I’ve raised a feature request (#5629) asking if this can be added and it’s currently waiting review and hopefully design and planning.

Building a Kubernetes Test Environment

Over the last couple of weekends I’ve been noodling around with my home lab set up to build a full local environment to test out FlowForge with both the Kubernetes Container and Docker Drivers.

The other reason to put all this together is to help to work the right way to put together a proper CI pipeline to build, automatically test and deploy to our staging environment.

Components

NPM Registry

This is somewhere to push the various FlowForge NodeJS modules so they can then be installed while building the container images for the FlowForge App and the Project Container Stacks.

This is a private registry so that I can push pre-release builds without them slipping out in to the public domain, but also so I can delete releases and reuse version numbers which is not allowed on the public NPM registry.

I’m using the Verdaccio registry as I’ve used this in the past to host custom Node-RED nodes (which it will probably end up doing again in this set up as things move forwards).
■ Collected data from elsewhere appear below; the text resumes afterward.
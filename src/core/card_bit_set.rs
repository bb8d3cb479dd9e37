use std::fmt;
use std::ops::{BitAnd, BitOr, BitOrAssign};

use super::card::{Card, DECK_SIZE};
use super::error::CardParseError;

/// A set of cards stored as one bit per card index.
///
/// Equality is set equality, so two boards holding the same cards compare
/// equal no matter the order they were dealt in. That makes this the key the
/// board caches use.
///
/// # Examples
///
/// ```
/// use holdem_ai::core::{Card, CardBitSet};
///
/// let flop = CardBitSet::from_str_cards("AsKsQs").unwrap();
/// assert_eq!(3, flop.count());
/// assert!(flop.contains(Card::try_from("Ks").unwrap()));
/// ```
#[cfg_attr(feature = "serde", derive(serde::Serialize, serde::Deserialize))]
#[cfg_attr(feature = "arbitrary", derive(arbitrary::Arbitrary))]
#[derive(Debug, Clone, Copy, PartialEq, Eq, Hash, Default, PartialOrd, Ord)]
pub struct CardBitSet {
    cards: u64,
}

const FULL_DECK: u64 = (1 << DECK_SIZE) - 1;

impl CardBitSet {
    /// Create an empty set.
    pub fn new() -> Self {
        Self { cards: 0 }
    }

    /// A set holding all 52 cards.
    pub fn full_deck() -> Self {
        Self { cards: FULL_DECK }
    }

    /// Parse a run of cards like `AsKd7c`. Duplicates are rejected.
    pub fn from_str_cards(s: &str) -> Result<Self, CardParseError> {
        let chars: Vec<char> = s.chars().filter(|c| !c.is_whitespace()).collect();
        let mut set = Self::new();
        for chunk in chars.chunks(2) {
            let text: String = chunk.iter().collect();
            let card = Card::try_from(text.as_str())?;
            if !set.insert(card) {
                return Err(CardParseError::DuplicateCard(card));
            }
        }
        Ok(set)
    }

    /// Add a card. Returns true if the card wasn't already present.
    pub fn insert(&mut self, card: Card) -> bool {
        let bit = 1u64 << card.index();
        let added = self.cards & bit == 0;
        self.cards |= bit;
        added
    }

    /// Remove a card. Returns true if it was present.
    pub fn remove(&mut self, card: Card) -> bool {
        let bit = 1u64 << card.index();
        let present = self.cards & bit != 0;
        self.cards &= !bit;
        present
    }

    pub fn contains(&self, card: Card) -> bool {
        self.contains_index(card.index())
    }

    pub fn contains_index(&self, idx: usize) -> bool {
        idx < DECK_SIZE && self.cards & (1u64 << idx) != 0
    }

    pub fn count(&self) -> usize {
        self.cards.count_ones() as usize
    }

    pub fn is_empty(&self) -> bool {
        self.cards == 0
    }

    pub fn is_disjoint(&self, other: &CardBitSet) -> bool {
        self.cards & other.cards == 0
    }

    /// All the cards not in this set.
    pub fn complement(&self) -> Self {
        Self {
            cards: !self.cards & FULL_DECK,
        }
    }

    /// The raw bits, one per card index.
    pub fn bits(&self) -> u64 {
        self.cards
    }

    /// Iterate the cards in index order.
    pub fn iter(&self) -> CardBitSetIter {
        CardBitSetIter { cards: self.cards }
    }

    /// Collect the cards into a vector in index order.
    pub fn to_vec(&self) -> Vec<Card> {
        self.iter().collect()
    }
}

impl BitOr for CardBitSet {
    type Output = CardBitSet;

    fn bitor(self, rhs: Self) -> Self::Output {
        CardBitSet {
            cards: self.cards | rhs.cards,
        }
    }
}

impl BitOrAssign for CardBitSet {
    fn bitor_assign(&mut self, rhs: Self) {
        self.cards |= rhs.cards;
    }
}

impl BitAnd for CardBitSet {
    type Output = CardBitSet;

    fn bitand(self, rhs: Self) -> Self::Output {
        CardBitSet {
            cards: self.cards & rhs.cards,
        }
    }
}

impl FromIterator<Card> for CardBitSet {
    fn from_iter<I: IntoIterator<Item = Card>>(iter: I) -> Self {
        let mut set = CardBitSet::new();
        for card in iter {
            set.insert(card);
        }
        set
    }
}

impl From<Card> for CardBitSet {
    fn from(card: Card) -> Self {
        let mut set = CardBitSet::new();
        set.insert(card);
        set
    }
}

impl fmt::Display for CardBitSet {
    fn fmt(&self, f: &mut fmt::Formatter<'_>) -> fmt::Result {
        for card in self.iter() {
            write!(f, "{card}")?;
        }
        Ok(())
    }
}

/// Iterator over the cards of a `CardBitSet`, lowest index first.
#[derive(Debug, Clone)]
pub struct CardBitSetIter {
    cards: u64,
}

impl Iterator for CardBitSetIter {
    type Item = Card;

    fn next(&mut self) -> Option<Card> {
        if self.cards == 0 {
            return None;
        }
        let idx = self.cards.trailing_zeros() as usize;
        // Clear the lowest set bit
        self.cards &= self.cards - 1;
        Card::from_index(idx)
    }

    fn size_hint(&self) -> (usize, Option<usize>) {
        let n = self.cards.count_ones() as usize;
        (n, Some(n))
    }
}

impl IntoIterator for CardBitSet {
    type Item = Card;
    type IntoIter = CardBitSetIter;

    fn into_iter(self) -> Self::IntoIter {
        self.iter()
    }
}

#[cfg(test)]
mod tests {
    use super::*;
    use crate::core::{Suit, Value};

    #[test]
    fn test_insert_remove() {
        let mut set = CardBitSet::new();
        let card = Card::new(Value::Ace, Suit::Spade);
        assert!(set.insert(card));
        assert!(!set.insert(card));
        assert_eq!(1, set.count());
        assert!(set.remove(card));
        assert!(!set.remove(card));
        assert!(set.is_empty());
    }

    #[test]
    fn test_order_independent_equality() {
        let a = CardBitSet::from_str_cards("AsKd7c").unwrap();
        let b = CardBitSet::from_str_cards("7cAsKd").unwrap();
        assert_eq!(a, b);
    }

    #[test]
    fn test_duplicate_rejected() {
        assert_eq!(
            Err(CardParseError::DuplicateCard(Card::new(Value::Ace, Suit::Spade))),
            CardBitSet::from_str_cards("AsAs")
        );
    }

    #[test]
    fn test_complement() {
        let flop = CardBitSet::from_str_cards("2s3s4s").unwrap();
        let rest = flop.complement();
        assert_eq!(49, rest.count());
        assert!(flop.is_disjoint(&rest));
        assert_eq!(CardBitSet::full_deck(), flop | rest);
    }

    #[test]
    fn test_iter_sorted() {
        let set = CardBitSet::from_str_cards("AdKh2s").unwrap();
        let cards: Vec<usize> = set.iter().map(|c| c.index()).collect();
        assert_eq!(vec![0, 46, 51], cards);
        assert_eq!("2sKhAd", set.to_string());
    }
}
This runs as Docker container and I use my Nginx instance to reverse proxy for it.

As well as hosting my private builds it can proxy for the public npmjs.org regisry which speeds up local builds.

Docker Container Registry

This is somewhere to push the Docker containers that represent both the FlowForge app it’s self and the containers that represent the Project Stacks.

Docker ship a container image available that will run a registry.
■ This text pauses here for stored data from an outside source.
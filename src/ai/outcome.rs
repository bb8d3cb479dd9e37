use std::cell::Cell;
use std::fmt::Write;

use rand::Rng;

use super::bet_range::BetRange;
use super::context::{BettingRound, PotStatus};
use super::rule_engine::Outcome;

/// The three ways a tactic can lean.
#[cfg_attr(feature = "serde", derive(serde::Serialize, serde::Deserialize))]
#[derive(Debug, Clone, Copy, PartialEq, Eq, Hash)]
pub enum Bucket {
    /// Check if free, fold otherwise.
    CheckFold = 0,
    Call = 1,
    /// Bet if nobody has, raise otherwise.
    BetRaise = 2,
}

#[derive(Debug, Clone, PartialEq)]
struct Tactic {
    bucket: Bucket,
    reason: String,
    check_fold: f32,
    call: f32,
    bet_raise: f32,
}

/// A mix of tactics, each with its own check/fold, call and bet/raise
/// probabilities. The outcome's probabilities are the means over every
/// tactic added.
#[derive(Debug, Clone)]
pub struct AiOutcome {
    tactics: Vec<Tactic>,
    means: Cell<Option<[f32; 3]>>,
    bet_range: Option<BetRange>,
    all_in_reason: Option<String>,
    pot_status: PotStatus,
    round: BettingRound,
    limit: bool,
}

impl AiOutcome {
    pub fn new(pot_status: PotStatus, round: BettingRound, limit: bool) -> Self {
        Self {
            tactics: Vec::new(),
            means: Cell::new(None),
            bet_range: None,
            all_in_reason: None,
            pot_status,
            round,
            limit,
        }
    }

    pub fn add_tuple(
        &mut self,
        bucket: Bucket,
        reason: impl Into<String>,
        check_fold: f32,
        call: f32,
        bet_raise: f32,
    ) {
        self.tactics.push(Tactic {
            bucket,
            reason: reason.into(),
            check_fold,
            call,
            bet_raise,
        });
        self.means.set(None);
    }

    pub fn tactic_count(&self) -> usize {
        self.tactics.len()
    }

    pub fn set_bet_range(&mut self, bet_range: Option<BetRange>, all_in_reason: Option<String>) {
        self.bet_range = bet_range;
        self.all_in_reason = all_in_reason;
    }

    pub fn bet_range(&self) -> Option<&BetRange> {
        self.bet_range.as_ref()
    }

    pub fn all_in_reason(&self) -> Option<&str> {
        self.all_in_reason.as_deref()
    }

    fn means(&self) -> [f32; 3] {
        if let Some(means) = self.means.get() {
            return means;
        }
        let mut sums = [0.0f32; 3];
        for t in &self.tactics {
            sums[0] += t.check_fold;
            sums[1] += t.call;
            sums[2] += t.bet_raise;
        }
        let means = if self.tactics.is_empty() {
            sums
        } else {
            let n = self.tactics.len() as f32;
            sums.map(|s| s / n)
        };
        self.means.set(Some(means));
        means
    }

    pub fn check_fold(&self) -> f32 {
        self.means()[0]
    }

    pub fn call(&self) -> f32 {
        self.means()[1]
    }

    pub fn bet_raise(&self) -> f32 {
        self.means()[2]
    }

    fn passive(pot_status: PotStatus) -> Outcome {
        if pot_status == PotStatus::NoPotAction {
            Outcome::Check
        } else {
            Outcome::Fold
        }
    }

    /// The bucket with the largest mean. Ties go to the more aggressive
    /// bucket.
    pub fn strongest_outcome(&self, pot_status: PotStatus) -> Outcome {
        let [check_fold, call, bet_raise] = self.means();
        if check_fold > call {
            if check_fold > bet_raise {
                return Self::passive(pot_status);
            }
        } else if call > bet_raise {
            return Outcome::Call;
        }
        match (pot_status, self.round) {
            (PotStatus::NoPotAction, BettingRound::PreFlop) => Outcome::OpenPot,
            (PotStatus::NoPotAction, _) => Outcome::Bet,
            _ => Outcome::Raise,
        }
    }

    /// A bucket drawn at random in proportion to the means.
    ///
    /// The means are used as they are, without normalizing, so whatever is
    /// left above their sum goes to betting. An unopened pot draws `Bet`
    /// even pre-flop, where `strongest_outcome` says `OpenPot`.
    pub fn select_outcome<R: Rng + ?Sized>(&self, pot_status: PotStatus, rng: &mut R) -> Outcome {
        let [check_fold, call, _] = self.means();
        let v: f32 = rng.random();
        if v < check_fold {
            Self::passive(pot_status)
        } else if v < check_fold + call {
            Outcome::Call
        } else if pot_status == PotStatus::NoPotAction {
            Outcome::Bet
        } else {
            Outcome::Raise
        }
    }

    fn push_reasons(&self, buf: &mut String, bucket: Bucket) {
        let mut reasons = self
            .tactics
            .iter()
            .filter(|t| t.bucket == bucket)
            .map(|t| t.reason.as_str())
            .peekable();
        if reasons.peek().is_some() {
            buf.push_str(" (");
            buf.push_str(&reasons.collect::<Vec<_>>().join(", "));
            buf.push(')');
        }
    }

    fn push_percent(buf: &mut String, p: f32) {
        let _ = write!(buf, " {:.0}%", p * 100.0);
    }

    fn push_lead(buf: &mut String, brevity: u32) {
        if !buf.is_empty() {
            buf.push_str(" or ");
        } else if brevity < 1 {
            buf.push_str("Recommend ");
        }
    }

    /// Describe the recommendation.
    ///
    /// Higher brevity says less: from 1 there is no "Recommend" header, from
    /// 2 no reasons, from 3 no bet size and from 5 no percentages.
    pub fn to_html(&self, brevity: u32) -> String {
        let [check_fold, call, bet_raise] = self.means();
        let mut buf = String::new();

        if check_fold > 0.0 {
            Self::push_lead(&mut buf, brevity);
            buf.push_str(if self.pot_status == PotStatus::NoPotAction {
                "Check"
            } else {
                "Fold"
            });
            if brevity < 5 {
                Self::push_percent(&mut buf, check_fold);
            }
            if brevity < 2 {
                self.push_reasons(&mut buf, Bucket::CheckFold);
            }
        }

        if call > 0.0 {
            Self::push_lead(&mut buf, brevity);
            buf.push_str("Call");
            if brevity < 5 {
                Self::push_percent(&mut buf, call);
            }
            if brevity < 2 {
                self.push_reasons(&mut buf, Bucket::Call);
            }
        }

        if bet_raise > 0.0 {
            Self::push_lead(&mut buf, brevity);
            buf.push_str(match (self.pot_status, self.round) {
                (PotStatus::NoPotAction, BettingRound::PreFlop) => "Raise",
                (PotStatus::NoPotAction, _) => "Bet",
                (PotStatus::Raised, _) => "Raise",
                _ => "Re-Raise",
            });
            if brevity < 5 {
                Self::push_percent(&mut buf, bet_raise);
            }
            let mut shown_all_in = false;
            if let (true, false, Some(range)) = (brevity < 3, self.limit, &self.bet_range) {
                let _ = write!(buf, " {range}");
                shown_all_in = matches!(range, BetRange::AllIn);
            }
            if let Some(reason) = &self.all_in_reason {
                if !shown_all_in {
                    buf.push_str(" All In");
                }
                if brevity < 2 {
                    let _ = write!(buf, " ({reason})");
                }
            }
            if brevity < 2 {
                self.push_reasons(&mut buf, Bucket::BetRaise);
            }
        }

        buf
    }
}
As well as the registry I’m also running second container with this web UI project to help keep track of what I’ve pushed to the registry and also allows me to delete tags which is useful when testing

Again my internet facing Nginx instance is proxying for both of these (on the same virtual host since their routes do not clash and it makes CORS easier since the UI is all browser side JavaScript)

Helm Chart Repository

This isn’t really needed, as you can generate all the required files with the helm command and host the results on any Web server, but this lets me test the whole stack end to end.

I’m using a package called ChartMuseum which will automatically generate index.yaml manifest file when charts are uploaded via it’s simple UI.

Nginx Proxy

All of the previous components have been stood up as virtual hosts on my public Nginx instance so that they can get HTTPS certificates from LetsEncrypt. This is makes things a lot easier because both Docker and Kubernetes basically require the container registry be secure by default.

While it is possible to add exceptions for specific registries, these days it’s just easier to do it “properly” up front.

MicroK8s Cluster

And finally I need a Kubernetes cluster to run all this on. In this case I have a 3 node cluster made up of

  • 2 Raspberry Pi 4s with 8gb of RAM each
  • 1 Intel Celeron based mini PC with 8gb of RAM

All 3 of these are running 64bit Ubuntu 20.04 and MicroK8s. The Intel machine is needed at the moment because the de facto standard PostrgresSQL Helm Chat only have amd64 based containers at the moment so won’t run on the Raspberry Pi based nodes.

The cluster uses the NFS Persistent Volume provisioner to store volumes on my local NAS so they are available to all the nodes.

Usage

I’ll write some more detailed posts about how I’ve configured each of these components and then how I’m using them.

As well as testing the full Helm chart builds, I can also use this to run the FlowForge app locally and have the Kubernetes Container driver running locally on my development machine and have it create Projects in the Kubernetes cluster.